SUNDAY, June 29 (HealthDay News) -- More than 98,000 Americans
are clinging to life this very second, and their only chance for
survival is a dead person's generosity.
The science of organ transplantation has improved by leaps and
bounds. But despite the advances, almost 7,200 Americans died in
2005, waiting for a replacement organ that never arrived, according
to the U.S. Health Resources and Services Administration.
"The success of the clinical side is phenomenal," said David
Fleming, executive director of Donate Life America, a nonprofit
alliance of national and local organizations dedicated to promoting
organ donation. "Unfortunately, it's not a medical problem we're
looking to solve. It's truly a matter of just not having the supply
that we need."
The waiting list for donated kidneys is longest. Almost 75,000
patients are waiting for a kidney, or about three of every four
people waiting for an organ.
That's generally because a person without a kidney can be kept
alive longer, Fleming said. Dialysis can sustain them, while
patients in need of such vital organs as hearts or lungs often die
quickly.
However, the nation's diabetes epidemic is expected to make
kidney failure much more prevalent in the future, leading to even
greater demand for donated kidneys, Fleming added.
The waiting list for livers is next longest, with more than
16,000 patients awaiting help. More than 2,600 people are waiting
for a heart, while an estimated 2,100 people need a lung, and
around 1,600 patients are waiting for a pancreas.
The main problem with supply is that donors must die in a very
specific way for their organs to be useful to others.
"In order to donate a solid organ, you have to die a brain
death," Fleming said. "It's a very small percentage of the
population that die in a way that leaves them brain dead," he said,
about 1 percent of deaths annually, between 20,000 to 30,000
people.
Of those who die under optimal conditions, only about 60 percent
have consented to donate their organs, he said.
"Realistically, if 100 percent of the people consented to donate
their organs, we still wouldn't be able to save everybody," Fleming
said. "The need continues to outstrip the supply. But if we can get
everyone to consent to transplant, that's nearly twice the number
of people who can be saved."
But supply isn't the only obstacle facing transplant recipients.
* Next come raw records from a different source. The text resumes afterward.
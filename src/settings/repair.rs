//! Trailing-comma repair for hand-edited settings files.

use std::borrow::Cow;

/// Remove commas that directly precede a closing `]` or `}`.
///
/// Whitespace between the comma and the bracket is allowed and kept.
/// Commas inside string literals are never touched. Returns
/// `Cow::Borrowed` when nothing needed removing.
pub(super) fn strip_trailing_commas(source: &str) -> Cow<'_, str> {
    let bytes = source.as_bytes();
    let mut dropped = Vec::new();
    let mut in_string = false;
    let mut escaped = false;

    for (i, &b) in bytes.iter().enumerate() {
        if in_string {
            match b {
                _ if escaped => escaped = false,
                b'\\' => escaped = true,
                b'"' => in_string = false,
                _ => {}
            }
            continue;
        }

        match b {
            b'"' => in_string = true,
            b',' if closes_next(&bytes[i + 1..]) => dropped.push(i),
            _ => {}
        }
    }

    if dropped.is_empty() {
        return Cow::Borrowed(source);
    }

    // Every dropped index is an ASCII comma, so slicing stays on char boundaries.
    let mut fixed = String::with_capacity(source.len() - dropped.len());
    let mut start = 0;
    for i in dropped {
        fixed.push_str(&source[start..i]);
        start = i + 1;
    }
    fixed.push_str(&source[start..]);
    Cow::Owned(fixed)
}

/// Whether the next non-whitespace byte closes an array or object.
fn closes_next(rest: &[u8]) -> bool {
    rest.iter()
        .find(|b| !b.is_ascii_whitespace())
        .is_some_and(|&b| b == b']' || b == b'}')
}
To keep their bodies from rejecting donated organs, patients must
take a variety of medications that suppress the immune system.
Unfortunately, those drugs often come with a range of severe side
effects. By suppressing the immune system, they also leave patients
open to infection.
In the latest wave of innovation, researchers have discovered
therapies that allow transplant recipients to stop taking the
powerful drugs that keep their bodies from rejecting the new
organ.
"We hope this will improve the quality of life for someone who
receives a transplant from another human being," said Dr. David
Sachs, director of the Transplantation Biology Research Center at
Massachusetts General Hospital in Boston, who published his
findings in a recent edition of the
New England Journal of Medicine. "We think this tolerance
also will help reduce the amount of chronic rejection of
organs.
"That's the main disadvantage of immunosuppression, that it
increases the risk of a wide range of infections, and even cancer,"
he added.
And that's why the new research -- in which patients can be
taken off the anti-rejection drugs -- is important, said Sachs, who
heads one of the research teams that have had success.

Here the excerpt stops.